Since I just had to deal with a Teams issue, I'm going to list some reasons I dislike it. Obviously, everyone's mileage is different and something that bothers me may not bother others. However when people complain about Teams, it's generally because of the following:
- It's slow. I don't care what MS says, Teams is really slow. It is slow to start, it's slow to load content, and it's slow to upload content to, and it's slow to navigate around in. This doesn't mean it's painfully slow, but it's slow enough that I think about it and that means it's too slow. There is no excuse for performance like this in 2025 unless the excuse is you're packing as much telemetry and data collection garbage as possible into the application.
- The integrations are really clunky (and also perform poorly). For example, if I upload a 30 second mp4 file it will go into Sharepoint and be served in MS Teams through MS Stream. Think about that for a second. A video file needed to be uploaded to Teams, shipped to Sharepoint for network storage, then read by MS Streams to feed back to Teams. Just render the fucking file in Teams. This isn't hard. With the way they have it setup, the performance is terrible, the user experience is terrible, and it's insulting that we're being fed this bloated garbage. For context, I'm on a fiber connection and I still see buffering issues and slow video load times only in Teams so it clearly isn't just something on my end.
- It randomly loses the ability to connect. Everything else works including other MS products but Teams won't connect. Within the last 2 years, there have been at least half a dozen times where I turned on my computer in the morning and everything works except Teams. After a lot of searching for a solution, the fix was to delete two registry keys. Seriously, I have to go into the registry occasionally to delete two keys that are in no way tied to Teams based on their location in the registry before Teams will connect again when this happens. What the fuck is happening that Teams relies on two obscure registry keys that aren't even located under any MS Teams nodes. Fucking awful.
- Did I mention performance? It is worth mentioning again because of how terrible it is. It is usable and gets the job done but people have no idea how much faster this could be if the bloat was removed. Slack isn't exactly great from a performance perspective either but (at least in my experience) it's much better than Teams.
- I keep getting prompts about copilot in Teams which is infuriating considering I've declined every time and it's still enabled and still prompts me. I don't need AI to summarize a one-sentence chat message FFS and I certainly don't need help writing that sentence. Stop interrupting my flow to popup messages about features I've already told you I don't want to use.

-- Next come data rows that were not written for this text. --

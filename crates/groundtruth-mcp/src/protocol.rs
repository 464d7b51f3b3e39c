//! JSON-RPC 2.0 framing for the tool server
//!
//! Requests are validated here before dispatch: version, notification
//! detection, method lookup and `tools/call` parameters. Responses are
//! generic over their result so tool envelopes are serialized once, straight
//! into the reply.

use crate::error::McpError;
use groundtruth_engine::ModuleDescriptor;
use serde::de::DeserializeOwned;
use serde::{Deserialize, Serialize};
use serde_json::Value;

/// The only JSON-RPC version accepted
pub const JSONRPC_VERSION: &str = "2.0";

/// Incoming JSON-RPC message
#[derive(Debug, Deserialize)]
pub struct Request {
    /// Declared JSON-RPC version
    pub jsonrpc: String,
    /// Absent for notifications
    #[serde(default)]
    pub id: Option<Value>,
    /// Method name
    pub method: String,
    /// Method parameters
    #[serde(default)]
    pub params: Value,
}

impl Request {
    /// Parse one line of input
    pub fn parse(line: &str) -> Result<Self, McpError> {
        Ok(serde_json::from_str(line)?)
    }

    /// Reject anything but JSON-RPC 2.0
    pub fn check_version(&self) -> Result<(), McpError> {
        if self.jsonrpc == JSONRPC_VERSION {
            Ok(())
        } else {
            Err(McpError::InvalidRequest(format!(
                "unsupported jsonrpc version '{}'",
                self.jsonrpc
            )))
        }
    }

    /// Notifications get no response
    pub fn is_notification(&self) -> bool {
        self.id.is_none()
    }

    /// Known method named by the request
    pub fn method(&self) -> Result<Method, McpError> {
        Method::parse(&self.method)
    }

    /// Parameters of a `tools/call`
    pub fn tool_call(&self) -> Result<ToolCall, McpError> {
        ToolCall::deserialize(&self.params).map_err(|e| McpError::InvalidParams(e.to_string()))
    }
}

/// Methods the server answers
#[derive(Debug, Clone, Copy, PartialEq, Eq)]
pub enum Method {
    /// `initialize`
    Initialize,
    /// `tools/list`
    ListTools,
    /// `tools/call`
    CallTool,
}

impl Method {
    /// Look up a method by its wire name
    pub fn parse(name: &str) -> Result<Self, McpError> {
        match name {
            "initialize" => Ok(Method::Initialize),
            "tools/list" => Ok(Method::ListTools),
            "tools/call" => Ok(Method::CallTool),
            other => Err(McpError::MethodNotFound(other.to_string())),
        }
    }
}

/// `tools/call` parameters
#[derive(Debug, Deserialize)]
pub struct ToolCall {
    /// Tool name
    pub name: String,
    /// Tool arguments (an empty object when omitted)
    #[serde(default)]
    pub arguments: Option<Value>,
}

impl ToolCall {
    /// Decode the arguments into a tool's parameter type
    pub fn arguments<T: DeserializeOwned>(&self) -> Result<T, McpError> {
        let arguments = self
            .arguments
            .clone()
            .unwrap_or_else(|| Value::Object(Default::default()));
        serde_json::from_value(arguments).map_err(|e| McpError::InvalidRequest(e.to_string()))
    }
}

/// Outgoing JSON-RPC message
#[derive(Debug, Serialize)]
pub struct Response<T> {
    jsonrpc: &'static str,
    id: Option<Value>,
    #[serde(flatten)]
    body: Body<T>,
}

#[derive(Debug, Serialize)]
#[serde(rename_all = "lowercase")]
enum Body<T> {
    Result(T),
    Error(RpcError),
}

impl<T: Serialize> Response<T> {
    /// Successful reply
    pub fn ok(id: Option<Value>, result: T) -> Self {
        Self {
            jsonrpc: JSONRPC_VERSION,
            id,
            body: Body::Result(result),
        }
    }

    /// Serialize for the wire
    ///
    /// A result that cannot be represented as JSON becomes an internal error
    /// reply for the same id.
    pub fn into_value(self) -> Value {
        let id = self.id.clone();
        serde_json::to_value(&self)
            .or_else(|e| serde_json::to_value(Response::<()>::failure(id, &McpError::from(e))))
            .unwrap_or(Value::Null)
    }
}

impl Response<()> {
    /// Error reply
    pub fn failure(id: Option<Value>, err: &McpError) -> Self {
        Self {
            jsonrpc: JSONRPC_VERSION,
            id,
            body: Body::Error(RpcError::from(err)),
        }
    }
}

/// JSON-RPC error object
#[derive(Debug, Clone, PartialEq, Serialize)]
pub struct RpcError {
    /// JSON-RPC error code
    pub code: i32,
    /// Human-readable message
    pub message: String,
    /// Machine-readable detail: `{"kind": ...}`
    pub data: Value,
}

impl From<&McpError> for RpcError {
    fn from(err: &McpError) -> Self {
        Self {
            code: err.error_code(),
            message: err.to_string(),
            data: serde_json::json!({ "kind": err.kind() }),
        }
    }
}

/// `initialize` result
#[derive(Debug, Serialize)]
#[serde(rename_all = "camelCase")]
pub struct InitializeResult<'a> {
    /// Protocol version spoken by the server
    pub protocol_version: &'static str,
    /// Server identity
    pub server_info: ServerInfo,
    /// What the server offers
    pub capabilities: Capabilities<'a>,
}

/// Server identity
#[derive(Debug, Serialize)]
pub struct ServerInfo {
    /// Binary name
    pub name: &'static str,
    /// Crate version
    pub version: &'static str,
}

/// Advertised capabilities
#[derive(Debug, Serialize)]
pub struct Capabilities<'a> {
    /// Tool support
    pub tools: ToolsCapability,
    /// Registered source modules, in registration order
    pub sources: &'a [ModuleDescriptor],
}

/// Tool support flags
#[derive(Debug, Serialize)]
#[serde(rename_all = "camelCase")]
pub struct ToolsCapability {
    /// The tool set is fixed for the life of the server
    pub list_changed: bool,
}

/// `tools/list` result
#[derive(Debug, Serialize)]
pub struct ToolList {
    /// Available tools
    pub tools: Vec<ToolDefinition>,
}

/// One advertised tool
#[derive(Debug, Serialize)]
#[serde(rename_all = "camelCase")]
pub struct ToolDefinition {
    /// Tool name
    pub name: &'static str,
    /// What the tool does
    pub description: &'static str,
    /// JSON Schema of the arguments
    pub input_schema: Value,
}

#[cfg(test)]
mod tests {
    use super::*;
    use serde_json::json;

    #[test]
    fn test_request_checks() {
        let request = Request::parse(r#"{"jsonrpc": "1.0", "id": 1, "method": "initialize"}"#).unwrap();
        assert!(matches!(request.check_version(), Err(McpError::InvalidRequest(_))));
        assert!(!request.is_notification());

        let request = Request::parse(r#"{"jsonrpc": "2.0", "method": "notifications/initialized"}"#).unwrap();
        assert!(request.check_version().is_ok());
        assert!(request.is_notification());
        assert!(matches!(request.method(), Err(McpError::MethodNotFound(_))));

        assert!(matches!(Request::parse("{"), Err(McpError::JsonError(_))));
    }

    #[test]
    fn test_tool_call_params() {
        let request = Request::parse(
            r#"{"jsonrpc": "2.0", "id": 1, "method": "tools/call", "params": {"name": "groundtruth_lookup"}}"#,
        )
        .unwrap();
        assert_eq!(request.method().unwrap(), Method::CallTool);

        let call = request.tool_call().unwrap();
        assert_eq!(call.name, "groundtruth_lookup");
        let arguments: Value = call.arguments().unwrap();
        assert_eq!(arguments, json!({}));

        let missing = Request::parse(r#"{"jsonrpc": "2.0", "id": 2, "method": "tools/call", "params": {}}"#).unwrap();
        assert!(matches!(missing.tool_call(), Err(McpError::InvalidParams(_))));
    }

    #[test]
    fn test_response_shapes() {
        let ok = Response::ok(Some(json!(7)), json!({"status": "ok"})).into_value();
        assert_eq!(ok["jsonrpc"], "2.0");
        assert_eq!(ok["id"], 7);
        assert_eq!(ok["result"]["status"], "ok");
        assert!(ok.get("error").is_none());

        let err = Response::failure(Some(json!(8)), &McpError::ToolNotFound("nope".to_string())).into_value();
        assert_eq!(err["error"]["code"], -32601);
        assert_eq!(err["error"]["data"]["kind"], "tool_not_found");
        assert!(err.get("result").is_none());
    }
}
//! Configuration for the rate limiter

use crate::LimiterError;
use serde::{Deserialize, Serialize};
use std::time::Duration;

/// Limiter configuration
///
/// Bucket sizes come from each module's declared budget (optionally
/// overridden in the engine config); this struct only holds the bounded
/// queue timeout shared by every origin.
#[derive(Debug, Clone, Serialize, Deserialize)]
#[serde(default)]
pub struct LimiterConfig {
    /// Longest a caller may wait for a token before failing fast (ms)
    /// Default: 250
    pub max_wait_ms: u64,
}

impl Default for LimiterConfig {
    fn default() -> Self {
        Self { max_wait_ms: 250 }
    }
}

impl LimiterConfig {
    /// Never wait: throttle as soon as the bucket is empty
    pub fn aggressive() -> Self {
        Self { max_wait_ms: 0 }
    }

    /// Wait up to one second for a token
    pub fn lenient() -> Self {
        Self { max_wait_ms: 1_000 }
    }

    /// Get max wait as Duration
    pub fn max_wait(&self) -> Duration {
        Duration::from_millis(self.max_wait_ms)
    }

    /// Validate the configuration
    pub fn validate(&self) -> Result<(), LimiterError> {
        // 10 minutes is already far beyond any sane request deadline
        if self.max_wait_ms > 600_000 {
            return Err(LimiterError::Config(format!(
                "max_wait_ms must be at most 600000, got {}",
                self.max_wait_ms
            )));
        }
        Ok(())
    }
}
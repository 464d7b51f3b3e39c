//! Tool implementations
//!
//! Each tool is a thin orchestration over [`TruthLayer::resolve`]; none of
//! them talks to a source module directly.

mod drivers;
mod estimate;
mod lookup;
mod verify;

pub use drivers::{handle_value_drivers, Direction, DriverMode, DriverResult, DriversParams};
pub use estimate::{handle_estimate, EstimateParams, EstimateResult, ProxyKind};
pub use lookup::{handle_lookup, LookupData, LookupItem, LookupParams};
pub use verify::{handle_verify, ClaimCheck, ClaimStatus, VerificationResult, VerifyParams};

use crate::claims::ClaimExtractor;
use crate::config::VerificationConfig;
use crate::McpError;
use groundtruth_domain::Tier;
use groundtruth_engine::TruthLayer;
use std::sync::Arc;

/// Shared state every tool runs against
pub struct ToolContext {
    engine: Arc<TruthLayer>,
    verification: VerificationConfig,
    extractor: ClaimExtractor,
}

impl ToolContext {
    /// Create a context, compiling the claim patterns once
    pub fn new(engine: Arc<TruthLayer>, verification: VerificationConfig) -> Result<Self, McpError> {
        let extractor = ClaimExtractor::new(verification.proximity_chars)?;
        Ok(Self {
            engine,
            verification,
            extractor,
        })
    }

    /// The Truth Layer
    pub fn engine(&self) -> &TruthLayer {
        &self.engine
    }

    /// Verification defaults
    pub fn verification(&self) -> &VerificationConfig {
        &self.verification
    }

    /// Claim extractor
    pub fn extractor(&self) -> &ClaimExtractor {
        &self.extractor
    }
}

fn required<'a>(field: &str, value: &'a str) -> Result<&'a str, McpError> {
    let trimmed = value.trim();
    if trimmed.is_empty() {
        return Err(McpError::InvalidRequest(format!("{field} is required")));
    }
    Ok(trimmed)
}

fn parse_tier(label: &str) -> Result<Tier, McpError> {
    Tier::parse(label).ok_or_else(|| McpError::InvalidRequest(format!("Invalid tier: {label}")))
}

#[cfg(test)]
mod tests {
    use super::*;

    #[test]
    fn test_required() {
        assert_eq!(required("identifier", " ACME ").unwrap(), "ACME");
        assert!(matches!(required("identifier", "  "), Err(McpError::InvalidRequest(_))));
    }

    #[test]
    fn test_parse_tier() {
        assert_eq!(parse_tier("Tier2").unwrap(), Tier::Tier2);
        assert_eq!(parse_tier("3").unwrap(), Tier::Tier3);
        assert!(parse_tier("Tier9").is_err());
    }
}
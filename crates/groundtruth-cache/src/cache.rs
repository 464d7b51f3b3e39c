//! Sharded in-memory metric cache

use crate::metrics::CacheCounters;
use crate::{CacheConfig, CacheStats};
use groundtruth_domain::FinancialMetric;
use std::collections::hash_map::DefaultHasher;
use std::collections::HashMap;
use std::hash::{Hash, Hasher};
use std::sync::{PoisonError, RwLock};
use std::time::{Duration, Instant};

/// Cache key: `(module, entity, metric, period)`
#[derive(Debug, Clone, PartialEq, Eq, Hash)]
pub struct CacheKey {
    /// Module name
    pub module: String,
    /// Entity identifier
    pub identifier: String,
    /// Metric name
    pub metric: String,
    /// Reporting period
    pub period: Option<String>,
}

impl CacheKey {
    /// Build a key
    pub fn new(
        module: impl Into<String>,
        identifier: impl Into<String>,
        metric: impl Into<String>,
        period: Option<&str>,
    ) -> Self {
        Self {
            module: module.into(),
            identifier: identifier.into(),
            metric: metric.into(),
            period: period.map(str::to_string),
        }
    }

    fn shard_index(&self, shard_count: usize) -> usize {
        let mut hasher = DefaultHasher::new();
        self.hash(&mut hasher);
        (hasher.finish() as usize) % shard_count
    }
}

/// A cached metric and its expiry
///
/// Read-only after creation; a newer answer replaces the entry.
#[derive(Debug, Clone)]
pub struct CacheEntry {
    /// The cached value
    pub metric: FinancialMetric,
    /// When the entry was written
    pub inserted_at: Instant,
    /// When the entry stops being served (`None` = never)
    pub expires_at: Option<Instant>,
}

impl CacheEntry {
    fn is_expired(&self, now: Instant) -> bool {
        self.expires_at.is_some_and(|at| now >= at)
    }
}

type Shard = RwLock<HashMap<CacheKey, CacheEntry>>;

/// Per-source metric cache
///
/// Keys are spread over independently locked shards. A read takes a shard
/// read lock only; an expired entry found on read is removed under the
/// shard's write lock and reported as absent.
pub struct MetricCache {
    shards: Vec<Shard>,
    counters: CacheCounters,
}

impl MetricCache {
    /// Create a cache sized from configuration
    pub fn new(config: &CacheConfig) -> Self {
        Self::with_shards(config.shard_count)
    }

    /// Create a cache with an explicit shard count (minimum 1)
    pub fn with_shards(shard_count: usize) -> Self {
        let shard_count = shard_count.max(1);
        Self {
            shards: (0..shard_count).map(|_| RwLock::new(HashMap::new())).collect(),
            counters: CacheCounters::default(),
        }
    }

    fn shard(&self, key: &CacheKey) -> &Shard {
        &self.shards[key.shard_index(self.shards.len())]
    }

    /// Look up a live entry
    pub fn get(&self, key: &CacheKey) -> Option<FinancialMetric> {
        let shard = self.shard(key);
        let now = Instant::now();

        {
            let map = shard.read().unwrap_or_else(PoisonError::into_inner);
            match map.get(key) {
                Some(entry) if !entry.is_expired(now) => {
                    self.counters.record_hit();
                    tracing::debug!(module = %key.module, metric = %key.metric, "cache hit");
                    return Some(entry.metric.clone());
                }
                Some(_) => {}
                None => {
                    self.counters.record_miss();
                    return None;
                }
            }
        }

        // Expired: re-check under the write lock, a concurrent put may have replaced it
        let mut map = shard.write().unwrap_or_else(PoisonError::into_inner);
        if let Some(entry) = map.get(key) {
            if !entry.is_expired(now) {
                self.counters.record_hit();
                return Some(entry.metric.clone());
            }
            map.remove(key);
            self.counters.record_expired_on_read();
            tracing::debug!(module = %key.module, metric = %key.metric, "cache entry expired");
        }
        self.counters.record_miss();
        None
    }

    /// Store a metric; `ttl = None` means the entry never expires
    ///
    /// A TTL too large to represent as a deadline is treated as no expiry.
    pub fn put(&self, key: CacheKey, metric: FinancialMetric, ttl: Option<Duration>) {
        let now = Instant::now();
        let entry = CacheEntry {
            metric,
            inserted_at: now,
            expires_at: ttl.and_then(|ttl| now.checked_add(ttl)),
        };
        let mut map = self.shard(&key).write().unwrap_or_else(PoisonError::into_inner);
        map.insert(key, entry);
        self.counters.record_insert();
    }

    /// Full entry for a key, including expired ones (diagnostics)
    pub fn peek(&self, key: &CacheKey) -> Option<CacheEntry> {
        let map = self.shard(key).read().unwrap_or_else(PoisonError::into_inner);
        map.get(key).cloned()
    }

    /// Drop a key
    pub fn invalidate(&self, key: &CacheKey) -> bool {
        let mut map = self.shard(key).write().unwrap_or_else(PoisonError::into_inner);
        map.remove(key).is_some()
    }

    /// Remove every expired entry, one shard at a time
    ///
    /// Returns the number of entries removed.
    pub fn sweep_expired(&self) -> usize {
        let now = Instant::now();
        let mut removed = 0;
        for shard in &self.shards {
            let mut map = shard.write().unwrap_or_else(PoisonError::into_inner);
            let before = map.len();
            map.retain(|_, entry| !entry.is_expired(now));
            removed += before - map.len();
        }
        self.counters.record_sweep(removed);
        removed
    }

    /// Number of entries held (expired ones included until evicted)
    pub fn len(&self) -> usize {
        self.shards
            .iter()
            .map(|s| s.read().unwrap_or_else(PoisonError::into_inner).len())
            .sum()
    }

    /// Whether the cache holds no entries
    pub fn is_empty(&self) -> bool {
        self.len() == 0
    }

    /// Snapshot of statistics
    pub fn stats(&self) -> CacheStats {
        self.counters.snapshot(self.len())
    }
}

impl Default for MetricCache {
    fn default() -> Self {
        Self::new(&CacheConfig::default())
    }
}

#[cfg(test)]
mod tests {
    use super::*;
    use groundtruth_domain::{
        Confidence, EntityId, ExtractionMethod, Fingerprint, MetricValue, Provenance, SourceType,
        Tier,
    };
    use std::sync::Arc;

    fn metric(amount: f64) -> FinancialMetric {
        FinancialMetric::new(
            EntityId::new("ACME-CIK-001"),
            "revenue_total",
            Some("FY2024".to_string()),
            MetricValue::scalar(amount, "USD"),
            Tier::Tier1,
            Confidence::new(0.95).unwrap(),
            "sec-filings",
            Provenance::new(
                SourceType::RegulatoryFiling,
                ExtractionMethod::DirectField,
                Fingerprint::of(amount.to_string().as_bytes()),
            ),
        )
    }

    fn key() -> CacheKey {
        CacheKey::new("sec-filings", "ACME-CIK-001", "revenue_total", Some("FY2024"))
    }

    #[test]
    fn test_put_then_get() {
        let cache = MetricCache::with_shards(4);
        assert!(cache.get(&key()).is_none());

        cache.put(key(), metric(100.0), None);
        let hit = cache.get(&key()).unwrap();
        assert_eq!(hit.value, MetricValue::scalar(100.0, "USD"));

        let stats = cache.stats();
        assert_eq!(stats.hits, 1);
        assert_eq!(stats.misses, 1);
        assert_eq!(stats.inserts, 1);
        assert_eq!(stats.entries, 1);
    }

    #[test]
    fn test_period_is_part_of_key() {
        let cache = MetricCache::with_shards(4);
        cache.put(key(), metric(100.0), None);
        let other = CacheKey::new("sec-filings", "ACME-CIK-001", "revenue_total", Some("FY2023"));
        assert!(cache.get(&other).is_none());
    }

    #[test]
    fn test_expired_entry_is_evicted_on_read() {
        let cache = MetricCache::with_shards(2);
        cache.put(key(), metric(100.0), Some(Duration::from_millis(10)));
        std::thread::sleep(Duration::from_millis(25));

        assert!(cache.get(&key()).is_none());
        assert!(cache.peek(&key()).is_none(), "expired entry should be removed");
        assert_eq!(cache.stats().expired_on_read, 1);
    }

    #[test]
    fn test_unrepresentable_ttl_never_expires() {
        let cache = MetricCache::with_shards(2);
        cache.put(key(), metric(100.0), Some(Duration::from_secs(u64::MAX)));

        let entry = cache.peek(&key()).unwrap();
        assert!(entry.expires_at.is_none());
        assert!(cache.get(&key()).is_some());
        assert_eq!(cache.sweep_expired(), 0);
    }

    #[test]
    fn test_put_replaces_entry() {
        let cache = MetricCache::with_shards(2);
        cache.put(key(), metric(100.0), None);
        cache.put(key(), metric(200.0), None);
        assert_eq!(cache.get(&key()).unwrap().value.as_f64(), Some(200.0));
        assert_eq!(cache.len(), 1);
    }

    #[test]
    fn test_sweep_expired() {
        let cache = MetricCache::with_shards(8);
        for i in 0..5 {
            let k = CacheKey::new("quotes", format!("T{}", i), "price", None);
            cache.put(k, metric(i as f64), Some(Duration::from_millis(5)));
        }
        cache.put(key(), metric(1.0), None);
        std::thread::sleep(Duration::from_millis(20));

        assert_eq!(cache.sweep_expired(), 5);
        assert_eq!(cache.len(), 1);
        let stats = cache.stats();
        assert_eq!(stats.swept, 5);
        assert_eq!(stats.sweep_count, 1);
    }

    #[test]
    fn test_invalidate() {
        let cache = MetricCache::with_shards(2);
        cache.put(key(), metric(1.0), None);
        assert!(cache.invalidate(&key()));
        assert!(!cache.invalidate(&key()));
        assert!(cache.is_empty());
    }

    #[test]
    fn test_zero_shards_is_clamped() {
        let cache = MetricCache::with_shards(0);
        cache.put(key(), metric(1.0), None);
        assert!(cache.get(&key()).is_some());
    }

    #[test]
    fn test_concurrent_access_different_keys() {
        let cache = Arc::new(MetricCache::with_shards(16));
        let handles: Vec<_> = (0..8)
            .map(|t| {
                let cache = Arc::clone(&cache);
                std::thread::spawn(move || {
                    for i in 0..100 {
                        let k = CacheKey::new("m", format!("E{}-{}", t, i), "revenue", None);
                        cache.put(k.clone(), metric(i as f64), None);
                        assert!(cache.get(&k).is_some());
                    }
                })
            })
            .collect();
        for handle in handles {
            handle.join().unwrap();
        }
        assert_eq!(cache.len(), 800);
    }
}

The majority of the above comes down to bad design leading to bad UX and performance. Why are they using a Streams instead of rendering the video in-app natively? Because it was cheaper to just tie into their Streams service. Why is it that only Teams randomly loses the ability to function? Because for some reason it relies on a legacy registry connection key because...reasons?
There isn't a single bad thing about MS Teams, it's a bunch of kinda bad things that together make the product terrible. We should demand better of our software products but all leverage has been given to the people who already control these things so we're just screwed from getting actual good software made.
I never used it on Linux so I can't speak to that but it's pretty bad on Windows. It wasn't great a couple years ago (on Windows) and it's only gotten worse. The downward slope of the product quality seems to be steeper each year as well. It's really frustrating to witness since they could have put out something great.
They were already sunsetting Skype, MSN Messenger was basically gone (or was it previously rolled into Skype? I can't remember). They could have started from scratch and built a really great communication tool using all of the knowledge they gained running the aforementioned products and not carrying forward all of the tech debt and glue they had to add to make the older services work with modern architecture. But they didn't and now the majority of the corporate world suffers relentless little pain points while using the software.
Not to mention it's poor quality has splash damage: loss of productivity due to issues and performance, increased IT tickets, increased computer specs to run the new features MS thinks we all need despite people not asking for. All of that amounts to millions (billions?) of dollars more spent each year for products that are themselves subpar. That cost is only growing as well.